◆ ACTIVITY
Filter the entries below, keeping only lines with "PantryApi".

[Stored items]
async fn preferences(ctx: &App, args: &[String]) -> Result<()> {
    let mut screen = ctx.preferences_screen()?;
    let _active = screen.activate();

    match screen.load().await? {
        Loaded::Cancelled => bail!("Timed out loading preferences"),
        Loaded::Fallback => eprintln!("Could not load saved preferences, showing defaults"),
        Loaded::FromCache | Loaded::FromNetwork | Loaded::RefreshFailed => {}
    }

    match args.first().map(String::as_str) {
        None => {}
        Some("set") => {
            let flag = parse_flag(args.get(1).ok_or_else(|| anyhow!("Preference name is required"))?)?;
            let value = parse_switch(args.get(2).map(String::as_str).unwrap_or("on"))?;
            screen.set(flag, value);
            screen.save().await?;
        }
        Some("custom") => {
            let text = args[1..].join(" ");
            let enable = !text.is_empty() && text != "off";
            if screen.preferences().is_custom != enable {
                screen.toggle_custom();
            }
            if enable {
                screen.set_custom_text(text);
            }
            screen.save().await?;
        }
        Some(other) => bail!("Unknown prefs subcommand '{}'", other),
    }

    let prefs = screen.preferences();
    for flag in DietaryFlag::ALL {
        println!("[{}] {}", if prefs.get(flag) { "x" } else { " " }, flag.label());
    }
    if prefs.is_custom {
        println!("[x] Custom: {}", prefs.custom_text);
    }
    Ok(())
}

// ============================================================================
// Camera
// ============================================================================

async fn analyse(ctx: &App, args: &[String]) -> Result<()> {
    let path = args.first().ok_or_else(|| anyhow!("Usage: larder analyse <image-file> [--add]"))?;
    let add = args.iter().any(|a| a == "--add");
    let image = encode_image(Path::new(path))?;

    let mut screen = ctx.camera_screen()?;
    let _active = screen.activate();

    let Some(items) = screen.analyse(&image).await? else {
        bail!("Timed out analysing image");
    };
    if items.is_empty() {
        println!("No groceries recognised");
        return Ok(());
    }
    for item in &items {
        match item.prob {
            Some(prob) => println!("{} ({:.0}%)", item.name, prob * 100.0),
            None => println!("{}", item.name),
        }
    }

    if add {
        let added = screen.add_detected(&items).await?;
        println!("Added {} item(s) to your pantry", added);
    }
    Ok(())
}
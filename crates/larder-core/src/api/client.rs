//! API client for the grocery inventory REST API.
//!
//! `ApiClient` implements `PantryApi` over reqwest: bearer-token auth, JSON
//! bodies and a bounded exponential backoff when the server rate limits.

use std::time::Duration;

use anyhow::{Context, Result};
use async_trait::async_trait;
use chrono::Utc;
use reqwest::{header, Client, Method};
use serde::{de::DeserializeOwned, Deserialize, Serialize};
use serde_json::json;
use tracing::{debug, warn};

use crate::auth::SessionData;
use crate::config::Config;
use crate::models::inventory::ItemPayload;
use crate::models::{ImageAnalysis, InventoryItem, Preferences, User, UserId};

use super::{ApiError, PantryApi};

// ============================================================================
// Constants
// ============================================================================

/// Maximum number of retries for rate-limited (429) requests.
const MAX_RATE_LIMIT_RETRIES: u32 = 3;

/// Initial backoff delay for rate limiting, doubled on each retry.
const INITIAL_BACKOFF: Duration = Duration::from_millis(1000);

#[derive(Debug, Deserialize)]
struct AuthResponse {
    token: String,
    user: User,
}

#[derive(Debug, Serialize)]
struct Credentials<'a> {
    email: &'a str,
    password: &'a str,
}

/// API client for the inventory service.
/// Clone is cheap - reqwest::Client uses Arc internally for connection pooling.
#[derive(Clone)]
pub struct ApiClient {
    client: Client,
    base_url: String,
    token: Option<String>,
    initial_backoff: Duration,
}

impl ApiClient {
    pub fn new(base_url: impl Into<String>, timeout: Duration) -> Result<Self> {
        let client = Client::builder()
            .timeout(timeout)
            .build()
            .context("Failed to build HTTP client")?;

        Ok(Self {
            client,
            base_url: base_url.into().trim_end_matches('/').to_string(),
            token: None,
            initial_backoff: INITIAL_BACKOFF,
        })
    }

    pub fn from_config(config: &Config) -> Result<Self> {
        Self::new(config.api_base_url.clone(), config.request_timeout())
    }

    /// Set the bearer token for authenticated requests
    pub fn set_token(&mut self, token: String) {
        self.token = Some(token);
    }

    pub fn clear_token(&mut self) {
        self.token = None;
    }

    /// Create a new ApiClient with the given token, sharing the connection pool.
    pub fn with_token(&self, token: String) -> Self {
        Self {
            token: Some(token),
            ..self.clone()
        }
    }

    pub fn with_initial_backoff(mut self, backoff: Duration) -> Self {
        self.initial_backoff = backoff;
        self
    }

    pub fn base_url(&self) -> &str {
        &self.base_url
    }

    fn url(&self, path: &str) -> String {
        format!("{}{}", self.base_url, path)
    }

    fn auth_headers(&self) -> Result<header::HeaderMap> {
        let mut headers = header::HeaderMap::new();
        headers.insert(header::ACCEPT, header::HeaderValue::from_static("application/json"));
        if let Some(ref token) = self.token {
            headers.insert(
                header::AUTHORIZATION,
                header::HeaderValue::from_str(&format!("Bearer {}", token))?,
            );
        }
        Ok(headers)
    }

    /// Returns Ok(Some(response)) for success, Ok(None) for rate limit (should
    /// retry), or Err for other errors.
    async fn check_response_for_retry(response: reqwest::Response) -> Result<Option<reqwest::Response>> {
        if response.status().is_success() {
            Ok(Some(response))
        } else if response.status() == reqwest::StatusCode::TOO_MANY_REQUESTS {
            Ok(None)
        } else {
            let status = response.status();
            let body = response.text().await.unwrap_or_default();
            Err(ApiError::from_status(status, &body).into())
        }
    }

    async fn send<B>(&self, method: Method, path: &str, body: Option<&B>) -> Result<reqwest::Response>
    where
        B: Serialize + ?Sized,
    {
        let url = self.url(path);
        let mut retries = 0;
        let mut backoff = self.initial_backoff;

        loop {
            let mut request = self
                .client
                .request(method.clone(), &url)
                .headers(self.auth_headers()?);
            if let Some(body) = body {
                request = request.json(body);
            }

            let response = request
                .send()
                .await
                .map_err(ApiError::NetworkError)
                .with_context(|| format!("Failed to send {} request to {}", method, url))?;

            match Self::check_response_for_retry(response).await? {
                Some(response) => {
                    debug!(%method, url = %url, "Request succeeded");
                    return Ok(response);
                }
                None => {
                    retries += 1;
                    if retries > MAX_RATE_LIMIT_RETRIES {
                        return Err(ApiError::RateLimited.into());
                    }
                    warn!(url = %url, retry = retries, backoff_ms = backoff.as_millis() as u64, "Rate limited, backing off");
                    tokio::time::sleep(backoff).await;
                    backoff *= 2;
                }
            }
        }
    }

    async fn get<T: DeserializeOwned>(&self, path: &str) -> Result<T> {
        let response = self.send::<()>(Method::GET, path, None).await?;
        response
            .json()
            .await
            .with_context(|| format!("Failed to parse JSON response from {}", path))
    }

    async fn post_json<T: DeserializeOwned, B: Serialize + ?Sized>(&self, path: &str, body: &B) -> Result<T> {
        let response = self.send(Method::POST, path, Some(body)).await?;
        response
            .json()
            .await
            .with_context(|| format!("Failed to parse JSON response from {}", path))
    }

    /// Send a request whose response body the client has no use for.
    async fn execute<B: Serialize + ?Sized>(&self, method: Method, path: &str, body: Option<&B>) -> Result<()> {
        self.send(method, path, body).await?;
        Ok(())
    }
}

#[async_trait]
impl PantryApi for ApiClient {
    async fn list_inventory(&self, user: UserId) -> Result<Vec<InventoryItem>> {
        let items: Vec<InventoryItem> = self.get(&format!("/inventory/{}", user)).await?;
        debug!(user = %user, count = items.len(), "Fetched inventory");
        Ok(items)
    }

    async fn add_item(&self, user: UserId, item: &ItemPayload) -> Result<()> {
        self.execute(Method::POST, &format!("/inventory/{}", user), Some(item))
            .await
            .context("Failed to add item")
    }

    async fn edit_item(&self, user: UserId, item_id: i64, item: &ItemPayload) -> Result<()> {
        self.execute(Method::PUT, &format!("/inventory/{}/{}", user, item_id), Some(item))
            .await
            .context("Failed to update item")
    }

    async fn delete_item(&self, user: UserId, item_id: i64) -> Result<()> {
        self.execute::<()>(Method::DELETE, &format!("/inventory/{}/{}", user, item_id), None)
            .await
            .context("Failed to delete item")
    }

    async fn get_preferences(&self, user: UserId) -> Result<Preferences> {
        self.get(&format!("/preferences/{}", user)).await
    }

    async fn update_preferences(&self, user: UserId, prefs: &Preferences) -> Result<()> {
        self.execute(Method::PUT, &format!("/preferences/{}", user), Some(prefs))
            .await
            .context("Failed to save preferences")
    }

    async fn analyse_image(&self, image_base64: &str) -> Result<ImageAnalysis> {
        self.post_json("/recipes/analyse-image", &json!({ "image": image_base64 }))
            .await
            .context("Failed to analyse image")
    }

    async fn sign_in(&self, email: &str, password: &str) -> Result<SessionData> {
        let auth: AuthResponse = self
            .post_json("/auth/login", &Credentials { email, password })
            .await
            .context("Failed to sign in")?;

        Ok(SessionData {
            token: auth.token,
            user: auth.user,
            created_at: Utc::now(),
        })
    }

    async fn sign_up(&self, email: &str, password: &str) -> Result<()> {
        self.execute(Method::POST, "/auth/signup", Some(&Credentials { email, password }))
            .await
            .context("Failed to create account")
    }

    async fn verify_email(&self, code: &str) -> Result<()> {
        self.execute(Method::POST, "/auth/verify-email", Some(&json!({ "token": code })))
            .await
            .context("Failed to verify email")
    }

    async fn resend_verification(&self, user: UserId) -> Result<()> {
        self.execute::<()>(Method::POST, &format!("/auth/resend-verification/{}", user), None)
            .await
            .context("Failed to resend verification email")
    }

    async fn logout(&self, all_devices: bool) -> Result<()> {
        self.execute(Method::POST, "/auth/logout", Some(&json!({ "all_devices": all_devices })))
            .await
            .context("Failed to log out")
    }
}

// ============================================================================
// Tests
// ============================================================================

◆ EXERCISE SOLUTION
//! `ApiClient` implements `PantryApi` over reqwest: bearer-token auth, JSON
use super::{ApiError, PantryApi};
impl PantryApi for ApiClient {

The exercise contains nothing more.